Start of Block

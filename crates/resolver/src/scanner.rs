//! Directive scanning. The grammar lives here and nowhere else: a line is
//! a reference directive when, after optional indentation, it starts with
//! the case-insensitive keyword `USE`, whitespace, and a syntactically
//! valid component id. Everything else is passthrough text.

use chunkstream_store::ComponentId;
use once_cell::sync::Lazy;
use regex::Regex;

static DIRECTIVE_RE: Lazy<Regex> = Lazy::new(|| {
    Regex::new(
        r"^(?i)([ \t]*)USE\s+((?:MRN|TRN|PRN|CRN|DRN|SRN|IRR|MRR|IRN)[0-9]{5}(?:_[A-Za-z0-9_]+)?)\b",
    )
    .expect("directive regex")
});

/// One reference directive found in a component body.
#[derive(Debug, Clone, PartialEq, Eq)]
pub struct ReferenceOccurrence {
    /// Zero-based index of the directive line in the scanned text.
    pub line_index: usize,
    /// The directive line's original indentation, verbatim.
    pub indent: String,
    /// Normalized target id.
    pub target: ComponentId,
}

/// Find every reference directive in `text`, in document order.
///
/// A directive-looking line whose id does not parse is not reported; the
/// materializer passes such lines through verbatim. Scanning never fails.
#[must_use]
pub fn scan(text: &str) -> Vec<ReferenceOccurrence> {
    text.lines()
        .enumerate()
        .filter_map(|(line_index, line)| {
            let caps = DIRECTIVE_RE.captures(line)?;
            let target = ComponentId::parse(&caps[2]).ok()?;
            Some(ReferenceOccurrence {
                line_index,
                indent: caps[1].to_string(),
                target,
            })
        })
        .collect()
}

#[cfg(test)]
mod tests {
    use super::*;
    use pretty_assertions::assert_eq;

    fn id(raw: &str) -> ComponentId {
        ComponentId::parse(raw).unwrap()
    }

    #[test]
    fn finds_directives_in_document_order() {
        let text = "intro\nUSE MRN10001\nmiddle\nuse trn20002_init\n";
        let occs = scan(text);

        assert_eq!(occs.len(), 2);
        assert_eq!(occs[0].line_index, 1);
        assert_eq!(occs[0].target, id("MRN10001"));
        assert_eq!(occs[1].line_index, 3);
        assert_eq!(occs[1].target, id("TRN20002"));
    }

    #[test]
    fn preserves_indentation() {
        let occs = scan("    USE DRN30003\n\tUSE SRN40004");
        assert_eq!(occs[0].indent, "    ");
        assert_eq!(occs[1].indent, "\t");
    }

    #[test]
    fn bad_identifier_is_not_a_directive() {
        // Wrong type code, wrong digit count, or bare keyword: all plain text.
        assert!(scan("USE XYZ00001").is_empty());
        assert!(scan("USE IRN123").is_empty());
        assert!(scan("USE").is_empty());
        assert!(scan("USEFUL IRN00001").is_empty());
    }

    #[test]
    fn keyword_must_lead_the_line() {
        assert!(scan("please USE MRN10001").is_empty());
    }

    #[test]
    fn trailing_text_after_id_is_tolerated() {
        let occs = scan("USE MRN10001  computes totals");
        assert_eq!(occs.len(), 1);
        assert_eq!(occs[0].target, id("MRN10001"));
    }
}
//! Extracts generated component text from numbered COBOL compiler
//! listings. The generator brackets its output with `* +---` / `* ---`
//! comment markers; everything in between is the component body, carrying
//! a line number and `*` sigil per line that must be stripped.

use crate::error::Result;
use once_cell::sync::Lazy;
use regex::Regex;
use std::fs;
use std::path::{Path, PathBuf};

static REGION_OPEN: Lazy<Regex> =
    Lazy::new(|| Regex::new(r"^\s*\d+\s*\*\s*\+-+").expect("region open regex"));
static REGION_CLOSE: Lazy<Regex> =
    Lazy::new(|| Regex::new(r"^\s*\d+\s*\*\s*--+").expect("region close regex"));
static LINE_PREFIX: Lazy<Regex> =
    Lazy::new(|| Regex::new(r"^\s*\d+\s*\*\s*").expect("line prefix regex"));
static TIMESTAMP: Lazy<Regex> =
    Lazy::new(|| Regex::new(r"\d{2}/\d{2}/\d{4}\s+\d{2}:\d{2}").expect("timestamp regex"));
static COMPARATOR: Lazy<Regex> =
    Lazy::new(|| Regex::new(r"[<>]=?").expect("comparator regex"));

/// Clean raw listing lines: keep only the marker-bracketed regions, strip
/// the line-number prefix and the generation timestamp, and drop the
/// comparison operators the listing escapes.
pub fn clean_listing_lines<'a>(lines: impl IntoIterator<Item = &'a str>) -> Vec<String> {
    // First pass: collect the marker-bracketed regions, markers included.
    let mut region = Vec::new();
    let mut in_region = false;
    for line in lines {
        if REGION_OPEN.is_match(line) {
            in_region = true;
        }
        if in_region {
            region.push(line);
        }
        if REGION_CLOSE.is_match(line) {
            in_region = false;
        }
    }

    // Second pass: strip the per-line prefixes, drop the close markers.
    let mut cleaned = Vec::new();
    for (i, line) in region.iter().enumerate() {
        let stripped = if i == 0 {
            let no_marker = REGION_OPEN.replace(line, "");
            TIMESTAMP.replace(&no_marker, "").into_owned()
        } else if REGION_CLOSE.is_match(line) {
            continue;
        } else {
            let no_prefix = LINE_PREFIX.replace(line, "");
            COMPARATOR.replace_all(&no_prefix, "").into_owned()
        };
        cleaned.push(stripped.trim_end().to_string());
    }
    cleaned
}

/// Clean a listing file and write the result as `<stem>_cleaned.txt`
/// inside `output_dir`. Returns the path of the written file.
pub fn clean_listing(input: &Path, output_dir: &Path) -> Result<PathBuf> {
    let raw = fs::read_to_string(input)?;
    let cleaned = clean_listing_lines(raw.lines());

    let stem = input
        .file_stem()
        .and_then(|s| s.to_str())
        .unwrap_or("listing");
    fs::create_dir_all(output_dir)?;
    let out_path = output_dir.join(format!("{stem}_cleaned.txt"));
    fs::write(&out_path, cleaned.join("\n"))?;

    log::info!("Cleaned listing {} -> {}", input.display(), out_path.display());
    Ok(out_path)
}

#[cfg(test)]
mod tests {
    use super::*;
    use pretty_assertions::assert_eq;

    #[test]
    fn keeps_only_marked_region() {
        let listing = [
            "000100 IDENTIFICATION DIVISION.",
            "000200 * +------- 01/02/2024 13:45",
            "000300 *     MOVE A TO B",
            "000400 *         IF X >= Y",
            "000500 * -------",
            "000600 PROCEDURE DIVISION.",
        ];
        let cleaned = clean_listing_lines(listing);
        assert_eq!(
            cleaned,
            vec![
                "".to_string(),
                "MOVE A TO B".to_string(),
                "IF X  Y".to_string(),
            ]
        );
    }

    #[test]
    fn handles_multiple_regions() {
        let listing = [
            "0001 * +--",
            "0002 * FIRST",
            "0003 * --",
            "0004 ignored",
            "0005 * SECOND OUTSIDE REGION",
        ];
        let cleaned = clean_listing_lines(listing);
        assert_eq!(cleaned, vec!["".to_string(), "FIRST".to_string()]);
    }

    #[test]
    fn empty_input_yields_empty_output() {
        assert!(clean_listing_lines([]).is_empty());
    }
}
use crate::error::{Result, StoreError};
use once_cell::sync::Lazy;
use regex::Regex;
use std::fmt;

/// Matches the full identifier grammar: type code, five digits, optional
/// `_suffix`. The suffix is cosmetic and discarded during normalization.
static ID_RE: Lazy<Regex> = Lazy::new(|| {
    Regex::new(r"^(?i)(MRN|TRN|PRN|CRN|DRN|SRN|IRR|MRR|IRN)([0-9]{5})(?:_[A-Za-z0-9_]+)?$")
        .expect("component identifier regex")
});

/// The three-letter type code of a component.
#[derive(Debug, Clone, Copy, PartialEq, Eq, Hash, PartialOrd, Ord)]
pub enum ComponentKind {
    Mrn,
    Trn,
    Prn,
    Crn,
    Drn,
    Srn,
    Irr,
    Mrr,
    Irn,
}

impl ComponentKind {
    pub const ALL: [ComponentKind; 9] = [
        ComponentKind::Mrn,
        ComponentKind::Trn,
        ComponentKind::Prn,
        ComponentKind::Crn,
        ComponentKind::Drn,
        ComponentKind::Srn,
        ComponentKind::Irr,
        ComponentKind::Mrr,
        ComponentKind::Irn,
    ];

    #[must_use]
    pub fn code(self) -> &'static str {
        match self {
            ComponentKind::Mrn => "MRN",
            ComponentKind::Trn => "TRN",
            ComponentKind::Prn => "PRN",
            ComponentKind::Crn => "CRN",
            ComponentKind::Drn => "DRN",
            ComponentKind::Srn => "SRN",
            ComponentKind::Irr => "IRR",
            ComponentKind::Mrr => "MRR",
            ComponentKind::Irn => "IRN",
        }
    }

    fn from_code(code: &str) -> Option<Self> {
        ComponentKind::ALL
            .into_iter()
            .find(|kind| kind.code().eq_ignore_ascii_case(code))
    }

    /// Entry components (chunk roots) are of the `IRN` type.
    #[must_use]
    pub fn is_entry(self) -> bool {
        matches!(self, ComponentKind::Irn)
    }
}

impl fmt::Display for ComponentKind {
    fn fmt(&self, f: &mut fmt::Formatter<'_>) -> fmt::Result {
        f.write_str(self.code())
    }
}

/// A normalized component identifier: uppercase type code plus five
/// digits, with any `_suffix` stripped. Two spellings of the same
/// component (`mrn10001_init`, `MRN10001`) compare equal.
#[derive(Debug, Clone, PartialEq, Eq, Hash, PartialOrd, Ord)]
pub struct ComponentId {
    base: String,
    kind: ComponentKind,
}

impl ComponentId {
    /// Parse and normalize a raw identifier.
    ///
    /// Fails with [`StoreError::InvalidIdentifier`] when the input does
    /// not match the type-code + five-digit grammar.
    pub fn parse(raw: &str) -> Result<Self> {
        let caps = ID_RE
            .captures(raw.trim())
            .ok_or_else(|| StoreError::InvalidIdentifier(raw.to_string()))?;

        let code = caps[1].to_ascii_uppercase();
        let kind = ComponentKind::from_code(&code)
            .ok_or_else(|| StoreError::InvalidIdentifier(raw.to_string()))?;

        Ok(Self {
            base: format!("{code}{}", &caps[2]),
            kind,
        })
    }

    #[must_use]
    pub fn kind(&self) -> ComponentKind {
        self.kind
    }

    #[must_use]
    pub fn is_entry(&self) -> bool {
        self.kind.is_entry()
    }

    /// The normalized base form, e.g. `IRN00001`.
    #[must_use]
    pub fn as_str(&self) -> &str {
        &self.base
    }

    /// The artifact filename this component is stored under.
    #[must_use]
    pub fn file_name(&self) -> String {
        format!("{}.txt", self.base)
    }
}

impl fmt::Display for ComponentId {
    fn fmt(&self, f: &mut fmt::Formatter<'_>) -> fmt::Result {
        f.write_str(&self.base)
    }
}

End of Block

On how many lines of the listing does the string "grammar" appear? Only the number should be given.

3